- **AIM OF THE TASK**:
Please return each record below exactly, with nothing left out.

- **GIVEN INFORMATION**:
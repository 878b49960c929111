/// One-time environment checks run before a batch of supervised runs.
use crate::config::CounterConfig;
use std::process::{Command, Stdio};

/// Errors that abort the whole batch.
#[derive(Debug)]
pub enum PreflightError {
    /// The counter tool is enabled but cannot be executed.
    CounterToolMissing {
        command: String,
        source: std::io::Error,
    },
}

impl std::fmt::Display for PreflightError {
    fn fmt(&self, f: &mut std::fmt::Formatter<'_>) -> std::fmt::Result {
        match self {
            PreflightError::CounterToolMissing { command, source } => write!(
                f,
                "counter tool '{command}' is not available ({source}); install it or set counter.enabled = false"
            ),
        }
    }
}

impl std::error::Error for PreflightError {
    fn source(&self) -> Option<&(dyn std::error::Error + 'static)> {
        match self {
            PreflightError::CounterToolMissing { source, .. } => Some(source),
        }
    }
}

/// Verify the counter tool can be launched at all.
///
/// Only a spawn failure counts; a non-zero `--version` exit (some builds
/// print usage instead) still means the binary exists.
pub fn check_counter_tool(counter: &CounterConfig) -> Result<(), PreflightError> {
    if !counter.enabled {
        tracing::debug!("counter tool disabled, skipping preflight");
        return Ok(());
    }

    match Command::new(&counter.command)
        .arg("--version")
        .stdin(Stdio::null())
        .stdout(Stdio::null())
        .stderr(Stdio::null())
        .status()
    {
        Ok(status) => {
            tracing::debug!(command = %counter.command, ?status, "counter tool available");
            Ok(())
        }
        Err(e) => Err(PreflightError::CounterToolMissing {
            command: counter.command.clone(),
            source: e,
        }),
    }
}

#[cfg(test)]
mod tests {
    use super::*;

    fn counter(command: &str, enabled: bool) -> CounterConfig {
        CounterConfig {
            enabled,
            command: command.to_string(),
            ..Default::default()
        }
    }

    #[test]
    fn test_disabled_counter_always_passes() {
        assert!(check_counter_tool(&counter("nonexistent-binary-xyz", false)).is_ok());
    }

    #[test]
    fn test_missing_counter_tool_is_error() {
        let err = check_counter_tool(&counter("nonexistent-binary-xyz", true)).unwrap_err();
        assert!(err.to_string().contains("nonexistent-binary-xyz"));
    }

    #[test]
    fn test_present_tool_passes() {
        // `sh --version` may exit non-zero; only spawnability matters.
        assert!(check_counter_tool(&counter("sh", true)).is_ok());
    }
}
mod classifier;
mod config;
mod metrics;
mod preflight;
mod report;
mod resolver;
mod sampler;
mod supervisor;
mod termination;
mod verdict;

use clap::Parser;
use config::{Config, TargetConfig};
use std::path::PathBuf;
use std::process::ExitCode;
use supervisor::Supervisor;
use tracing_subscriber::EnvFilter;

/// Run programs under a CPU counter tool, watch their threads, and report
/// whether each one finished, deadlocked, raced or timed out.
#[derive(Parser, Debug)]
#[command(name = "threadwatch", version, about)]
pub struct Cli {
    /// Program to supervise (overrides [[targets]] from the config)
    #[arg(value_name = "PROGRAM")]
    program: Option<PathBuf>,

    /// Arguments passed to PROGRAM; `{threads}` is replaced with --threads
    #[arg(value_name = "ARGS", trailing_var_arg = true, allow_hyphen_values = true)]
    args: Vec<String>,

    /// Config file path
    #[arg(short, long, default_value = "threadwatch.toml")]
    config: PathBuf,

    /// Label for PROGRAM in the summary
    #[arg(long)]
    name: Option<String>,

    /// Worker thread count handed to targets (overrides config)
    #[arg(short, long)]
    threads: Option<u32>,

    /// Seconds between thread-state checks (overrides config)
    #[arg(long)]
    interval: Option<f64>,

    /// Global timeout in seconds (overrides config)
    #[arg(long)]
    timeout: Option<f64>,

    /// Consecutive blocked checks needed to confirm a deadlock (overrides config)
    #[arg(long)]
    threshold: Option<u32>,

    /// Run targets directly instead of under the counter tool
    #[arg(long)]
    no_counter: bool,

    /// Print full run results as JSON
    #[arg(long)]
    json: bool,

    /// Extra logging (per-check samples, resolution attempts)
    #[arg(short, long)]
    verbose: bool,

    /// Only errors and the summary
    #[arg(short, long)]
    quiet: bool,
}

impl Cli {
    fn apply_overrides(&self, config: &mut Config) {
        let s = &mut config.supervisor;
        if let Some(threads) = self.threads {
            s.threads = threads;
        }
        if let Some(interval) = self.interval {
            s.check_interval_secs = interval;
        }
        if let Some(timeout) = self.timeout {
            s.global_timeout_secs = timeout;
        }
        if let Some(threshold) = self.threshold {
            s.confidence_threshold = threshold;
        }
        if self.no_counter {
            config.counter.enabled = false;
        }
        if let Some(program) = &self.program {
            let name = self
                .name
                .clone()
                .unwrap_or_else(|| resolver::program_name(program));
            config.targets = vec![TargetConfig {
                name,
                program: program.clone(),
                args: self.args.clone(),
            }];
        }
    }
}

fn init_tracing(cli: &Cli) {
    let default_level = if cli.verbose {
        "threadwatch=debug"
    } else if cli.quiet {
        "threadwatch=warn"
    } else {
        "threadwatch=info"
    };
    let filter =
        EnvFilter::try_from_default_env().unwrap_or_else(|_| EnvFilter::new(default_level));
    tracing_subscriber::fmt()
        .with_env_filter(filter)
        .with_target(false)
        .with_writer(std::io::stderr)
        .init();
}

#[tokio::main]
async fn main() -> ExitCode {
    let cli = Cli::parse();
    init_tracing(&cli);
    tracing::debug!(?cli, "parsed CLI arguments");

    let mut config = match Config::load(&cli.config) {
        Ok(c) => c,
        Err(e) => {
            tracing::error!(error = %e, "configuration error");
            return ExitCode::from(2);
        }
    };
    cli.apply_overrides(&mut config);
    if let Err(e) = config.validate() {
        tracing::error!(error = %e, "configuration error");
        return ExitCode::from(2);
    }

    if config.targets.is_empty() {
        tracing::error!("nothing to run: pass a PROGRAM or add [[targets]] to the config");
        return ExitCode::from(2);
    }

    if let Err(e) = preflight::check_counter_tool(&config.counter) {
        tracing::error!(error = %e, "environment check failed");
        return ExitCode::from(2);
    }

    let supervisor = Supervisor::new(&config);
    let mut results = Vec::with_capacity(config.targets.len());
    for (i, target) in config.targets.iter().enumerate() {
        tracing::info!(
            run = i + 1,
            total = config.targets.len(),
            name = %target.name,
            "starting run"
        );
        results.push(supervisor.run(target).await);
    }

    if cli.json {
        match report::render_json(&results) {
            Ok(json) => println!("{json}"),
            Err(e) => {
                tracing::error!(error = %e, "failed to serialize results");
                return ExitCode::FAILURE;
            }
        }
    } else {
        print!("{}", report::render_summary(&results));
    }

    if results.iter().all(|r| r.succeeded() && !r.deadlock_detected && !r.data_race_detected) {
        ExitCode::SUCCESS
    } else {
        ExitCode::FAILURE
    }
}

- **ANSWER FOR THE TASK**:
repository 878b49960c929111
/// One-time environment checks run before a batch of supervised runs.
use crate::config::CounterConfig;
use std::process::{Command, Stdio};

/// Errors that abort the whole batch.
#[derive(Debug)]
pub enum PreflightError {
    /// The counter tool is enabled but cannot be executed.
    CounterToolMissing {
        command: String,
        source: std::io::Error,
    },
}

impl std::fmt::Display for PreflightError {
    fn fmt(&self, f: &mut std::fmt::Formatter<'_>) -> std::fmt::Result {
        match self {
            PreflightError::CounterToolMissing { command, source } => write!(
                f,
                "counter tool '{command}' is not available ({source}); install it or set counter.enabled = false"
            ),
        }
    }
}

impl std::error::Error for PreflightError {
    fn source(&self) -> Option<&(dyn std::error::Error + 'static)> {
        match self {
            PreflightError::CounterToolMissing { source, .. } => Some(source),
        }
    }
}

/// Verify the counter tool can be launched at all.
///
/// Only a spawn failure counts; a non-zero `--version` exit (some builds
/// print usage instead) still means the binary exists.
pub fn check_counter_tool(counter: &CounterConfig) -> Result<(), PreflightError> {
    if !counter.enabled {
        tracing::debug!("counter tool disabled, skipping preflight");
        return Ok(());
    }

    match Command::new(&counter.command)
        .arg("--version")
        .stdin(Stdio::null())
        .stdout(Stdio::null())
        .stderr(Stdio::null())
        .status()
    {
        Ok(status) => {
            tracing::debug!(command = %counter.command, ?status, "counter tool available");
            Ok(())
        }
        Err(e) => Err(PreflightError::CounterToolMissing {
            command: counter.command.clone(),
            source: e,
        }),
    }
}

#[cfg(test)]
mod tests {
    use super::*;

    fn counter(command: &str, enabled: bool) -> CounterConfig {
        CounterConfig {
            enabled,
            command: command.to_string(),
            ..Default::default()
        }
    }

    #[test]
    fn test_disabled_counter_always_passes() {
        assert!(check_counter_tool(&counter("nonexistent-binary-xyz", false)).is_ok());
    }

    #[test]
    fn test_missing_counter_tool_is_error() {
        let err = check_counter_tool(&counter("nonexistent-binary-xyz", true)).unwrap_err();
        assert!(err.to_string().contains("nonexistent-binary-xyz"));
    }

    #[test]
    fn test_present_tool_passes() {
        // `sh --version` may exit non-zero; only spawnability matters.
        assert!(check_counter_tool(&counter("sh", true)).is_ok());
    }
}
mod classifier;
mod config;
mod metrics;
mod preflight;
mod report;
mod resolver;
mod sampler;
mod supervisor;
mod termination;
mod verdict;

use clap::Parser;
use config::{Config, TargetConfig};
use std::path::PathBuf;
use std::process::ExitCode;
use supervisor::Supervisor;
use tracing_subscriber::EnvFilter;

/// Run programs under a CPU counter tool, watch their threads, and report
/// whether each one finished, deadlocked, raced or timed out.
#[derive(Parser, Debug)]
#[command(name = "threadwatch", version, about)]
pub struct Cli {
    /// Program to supervise (overrides [[targets]] from the config)
    #[arg(value_name = "PROGRAM")]
    program: Option<PathBuf>,

    /// Arguments passed to PROGRAM; `{threads}` is replaced with --threads
    #[arg(value_name = "ARGS", trailing_var_arg = true, allow_hyphen_values = true)]
    args: Vec<String>,

    /// Config file path
    #[arg(short, long, default_value = "threadwatch.toml")]
    config: PathBuf,

    /// Label for PROGRAM in the summary
    #[arg(long)]
    name: Option<String>,

    /// Worker thread count handed to targets (overrides config)
    #[arg(short, long)]
    threads: Option<u32>,

    /// Seconds between thread-state checks (overrides config)
    #[arg(long)]
    interval: Option<f64>,

    /// Global timeout in seconds (overrides config)
    #[arg(long)]
    timeout: Option<f64>,

    /// Consecutive blocked checks needed to confirm a deadlock (overrides config)
    #[arg(long)]
    threshold: Option<u32>,

    /// Run targets directly instead of under the counter tool
    #[arg(long)]
    no_counter: bool,

    /// Print full run results as JSON
    #[arg(long)]
    json: bool,

    /// Extra logging (per-check samples, resolution attempts)
    #[arg(short, long)]
    verbose: bool,

    /// Only errors and the summary
    #[arg(short, long)]
    quiet: bool,
}

impl Cli {
    fn apply_overrides(&self, config: &mut Config) {
        let s = &mut config.supervisor;
        if let Some(threads) = self.threads {
            s.threads = threads;
        }
        if let Some(interval) = self.interval {
            s.check_interval_secs = interval;
        }
        if let Some(timeout) = self.timeout {
            s.global_timeout_secs = timeout;
        }
        if let Some(threshold) = self.threshold {
            s.confidence_threshold = threshold;
        }
        if self.no_counter {
            config.counter.enabled = false;
        }
        if let Some(program) = &self.program {
            let name = self
                .name
                .clone()
                .unwrap_or_else(|| resolver::program_name(program));
            config.targets = vec![TargetConfig {
                name,
                program: program.clone(),
                args: self.args.clone(),
            }];
        }
    }
}

fn init_tracing(cli: &Cli) {
    let default_level = if cli.verbose {
        "threadwatch=debug"
    } else if cli.quiet {
        "threadwatch=warn"
    } else {
        "threadwatch=info"
    };
    let filter =
        EnvFilter::try_from_default_env().unwrap_or_else(|_| EnvFilter::new(default_level));
    tracing_subscriber::fmt()
        .with_env_filter(filter)
        .with_target(false)
        .with_writer(std::io::stderr)
        .init();
}

#[tokio::main]
async fn main() -> ExitCode {
    let cli = Cli::parse();
    init_tracing(&cli);
    tracing::debug!(?cli, "parsed CLI arguments");

    let mut config = match Config::load(&cli.config) {
        Ok(c) => c,
        Err(e) => {
            tracing::error!(error = %e, "configuration error");
            return ExitCode::from(2);
        }
    };
    cli.apply_overrides(&mut config);
    if let Err(e) = config.validate() {
        tracing::error!(error = %e, "configuration error");
        return ExitCode::from(2);
    }

    if config.targets.is_empty() {
        tracing::error!("nothing to run: pass a PROGRAM or add [[targets]] to the config");
        return ExitCode::from(2);
    }

    if let Err(e) = preflight::check_counter_tool(&config.counter) {
        tracing::error!(error = %e, "environment check failed");
        return ExitCode::from(2);
    }

    let supervisor = Supervisor::new(&config);
    let mut results = Vec::with_capacity(config.targets.len());
    for (i, target) in config.targets.iter().enumerate() {
        tracing::info!(
            run = i + 1,
            total = config.targets.len(),
            name = %target.name,
            "starting run"
        );
        results.push(supervisor.run(target).await);
    }

    if cli.json {
        match report::render_json(&results) {
            Ok(json) => println!("{json}"),
            Err(e) => {
                tracing::error!(error = %e, "failed to serialize results");
                return ExitCode::FAILURE;
            }
        }
    } else {
        print!("{}", report::render_summary(&results));
    }

    if results.iter().all(|r| r.succeeded() && !r.deadlock_detected && !r.data_race_detected) {
        ExitCode::SUCCESS
    } else {
        ExitCode::FAILURE
    }
}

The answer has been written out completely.